▸ Task item
Could you please find each line in the records that contains the word "IntoIterator" and copy it?

******

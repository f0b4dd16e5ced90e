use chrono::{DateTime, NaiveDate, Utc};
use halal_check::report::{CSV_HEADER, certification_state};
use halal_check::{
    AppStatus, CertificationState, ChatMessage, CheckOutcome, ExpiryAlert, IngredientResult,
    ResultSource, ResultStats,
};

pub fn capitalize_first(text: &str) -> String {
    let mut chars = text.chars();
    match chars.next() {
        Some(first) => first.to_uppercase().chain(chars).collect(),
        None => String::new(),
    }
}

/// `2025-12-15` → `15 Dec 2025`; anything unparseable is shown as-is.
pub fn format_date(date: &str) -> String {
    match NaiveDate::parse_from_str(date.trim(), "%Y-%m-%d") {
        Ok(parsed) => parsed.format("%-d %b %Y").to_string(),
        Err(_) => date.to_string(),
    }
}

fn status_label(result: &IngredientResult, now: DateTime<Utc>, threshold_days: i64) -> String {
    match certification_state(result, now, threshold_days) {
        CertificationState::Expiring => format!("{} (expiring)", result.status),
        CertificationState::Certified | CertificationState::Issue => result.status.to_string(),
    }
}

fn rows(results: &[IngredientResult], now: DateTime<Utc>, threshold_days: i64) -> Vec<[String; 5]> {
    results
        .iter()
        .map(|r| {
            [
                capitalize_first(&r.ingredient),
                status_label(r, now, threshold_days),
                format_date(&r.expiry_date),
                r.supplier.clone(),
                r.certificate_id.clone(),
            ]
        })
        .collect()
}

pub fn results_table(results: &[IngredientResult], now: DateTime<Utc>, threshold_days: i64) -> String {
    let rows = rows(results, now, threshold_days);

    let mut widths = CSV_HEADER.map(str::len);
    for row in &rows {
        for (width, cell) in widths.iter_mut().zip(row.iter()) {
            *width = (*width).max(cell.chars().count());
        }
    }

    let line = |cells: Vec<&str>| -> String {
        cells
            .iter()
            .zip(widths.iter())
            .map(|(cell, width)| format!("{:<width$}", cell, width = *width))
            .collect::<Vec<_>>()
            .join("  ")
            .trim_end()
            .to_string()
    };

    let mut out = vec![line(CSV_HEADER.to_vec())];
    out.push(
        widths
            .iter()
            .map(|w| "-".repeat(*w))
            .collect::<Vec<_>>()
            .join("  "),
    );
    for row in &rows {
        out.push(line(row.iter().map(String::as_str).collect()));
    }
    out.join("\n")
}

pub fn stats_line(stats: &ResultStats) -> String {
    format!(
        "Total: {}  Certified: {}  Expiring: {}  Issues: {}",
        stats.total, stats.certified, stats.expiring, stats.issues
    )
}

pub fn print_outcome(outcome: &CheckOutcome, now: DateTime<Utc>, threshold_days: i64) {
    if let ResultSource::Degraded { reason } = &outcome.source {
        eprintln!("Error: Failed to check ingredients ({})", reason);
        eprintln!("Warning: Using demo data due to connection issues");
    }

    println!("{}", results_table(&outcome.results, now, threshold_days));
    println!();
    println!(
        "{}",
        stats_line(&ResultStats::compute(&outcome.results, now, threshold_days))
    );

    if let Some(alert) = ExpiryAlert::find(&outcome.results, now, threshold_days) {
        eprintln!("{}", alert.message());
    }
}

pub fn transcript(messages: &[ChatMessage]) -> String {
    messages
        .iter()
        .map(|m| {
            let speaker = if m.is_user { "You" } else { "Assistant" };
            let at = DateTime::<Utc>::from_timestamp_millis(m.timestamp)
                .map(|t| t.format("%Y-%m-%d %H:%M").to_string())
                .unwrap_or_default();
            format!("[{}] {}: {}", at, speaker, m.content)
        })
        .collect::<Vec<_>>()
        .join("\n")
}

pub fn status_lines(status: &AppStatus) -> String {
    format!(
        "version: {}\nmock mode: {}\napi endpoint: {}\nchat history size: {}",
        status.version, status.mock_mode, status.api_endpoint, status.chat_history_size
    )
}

******

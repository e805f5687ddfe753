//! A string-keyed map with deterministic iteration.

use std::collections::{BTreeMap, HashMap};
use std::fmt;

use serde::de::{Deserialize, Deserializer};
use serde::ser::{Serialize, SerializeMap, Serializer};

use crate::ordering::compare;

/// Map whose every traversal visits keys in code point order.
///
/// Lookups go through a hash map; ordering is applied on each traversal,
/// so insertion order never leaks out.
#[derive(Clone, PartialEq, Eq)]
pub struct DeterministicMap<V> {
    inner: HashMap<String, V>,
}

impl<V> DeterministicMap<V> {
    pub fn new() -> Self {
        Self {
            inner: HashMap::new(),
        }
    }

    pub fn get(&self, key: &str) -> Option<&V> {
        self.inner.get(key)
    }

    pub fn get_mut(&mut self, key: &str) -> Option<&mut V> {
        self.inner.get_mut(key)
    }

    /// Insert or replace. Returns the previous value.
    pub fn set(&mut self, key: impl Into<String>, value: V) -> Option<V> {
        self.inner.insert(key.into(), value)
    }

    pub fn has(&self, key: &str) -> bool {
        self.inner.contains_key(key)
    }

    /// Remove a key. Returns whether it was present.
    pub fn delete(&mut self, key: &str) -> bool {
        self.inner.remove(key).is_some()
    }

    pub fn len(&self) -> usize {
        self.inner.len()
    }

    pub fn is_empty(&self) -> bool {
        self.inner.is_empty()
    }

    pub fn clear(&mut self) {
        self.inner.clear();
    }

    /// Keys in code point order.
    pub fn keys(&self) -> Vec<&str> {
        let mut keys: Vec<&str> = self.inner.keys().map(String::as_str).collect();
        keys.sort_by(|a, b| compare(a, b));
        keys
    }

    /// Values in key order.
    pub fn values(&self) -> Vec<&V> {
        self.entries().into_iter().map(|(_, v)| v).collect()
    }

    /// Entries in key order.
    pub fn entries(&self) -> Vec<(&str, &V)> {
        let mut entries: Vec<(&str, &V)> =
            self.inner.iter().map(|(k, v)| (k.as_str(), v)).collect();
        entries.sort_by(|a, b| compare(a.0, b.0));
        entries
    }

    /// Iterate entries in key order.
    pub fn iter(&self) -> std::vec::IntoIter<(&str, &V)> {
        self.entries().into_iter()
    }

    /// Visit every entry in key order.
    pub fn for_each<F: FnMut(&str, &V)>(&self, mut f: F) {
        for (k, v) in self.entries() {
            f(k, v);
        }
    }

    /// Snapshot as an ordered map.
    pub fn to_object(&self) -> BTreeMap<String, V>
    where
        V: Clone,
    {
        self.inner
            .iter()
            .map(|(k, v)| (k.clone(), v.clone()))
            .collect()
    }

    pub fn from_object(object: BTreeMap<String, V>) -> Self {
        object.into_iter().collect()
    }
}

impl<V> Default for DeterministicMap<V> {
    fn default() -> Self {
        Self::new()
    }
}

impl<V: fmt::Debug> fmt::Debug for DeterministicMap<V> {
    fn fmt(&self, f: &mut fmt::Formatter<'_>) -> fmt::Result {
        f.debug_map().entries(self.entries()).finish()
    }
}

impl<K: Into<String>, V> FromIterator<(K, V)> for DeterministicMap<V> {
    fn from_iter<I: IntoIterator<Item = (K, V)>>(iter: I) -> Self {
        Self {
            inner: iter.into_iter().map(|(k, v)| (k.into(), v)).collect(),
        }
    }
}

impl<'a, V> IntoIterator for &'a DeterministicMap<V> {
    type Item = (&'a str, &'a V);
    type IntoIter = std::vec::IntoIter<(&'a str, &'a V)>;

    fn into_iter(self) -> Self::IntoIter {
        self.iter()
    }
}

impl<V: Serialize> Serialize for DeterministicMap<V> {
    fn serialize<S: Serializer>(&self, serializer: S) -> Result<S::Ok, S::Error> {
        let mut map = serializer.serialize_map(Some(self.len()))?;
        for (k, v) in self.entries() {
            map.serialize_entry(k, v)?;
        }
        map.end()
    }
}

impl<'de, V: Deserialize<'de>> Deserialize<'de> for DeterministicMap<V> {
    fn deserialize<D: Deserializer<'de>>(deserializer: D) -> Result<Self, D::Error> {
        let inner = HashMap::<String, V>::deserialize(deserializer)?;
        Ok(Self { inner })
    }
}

******

▸ Answer box
    fn from_iter<I: IntoIterator<Item = (K, V)>>(iter: I) -> Self {
impl<'a, V> IntoIterator for &'a DeterministicMap<V> {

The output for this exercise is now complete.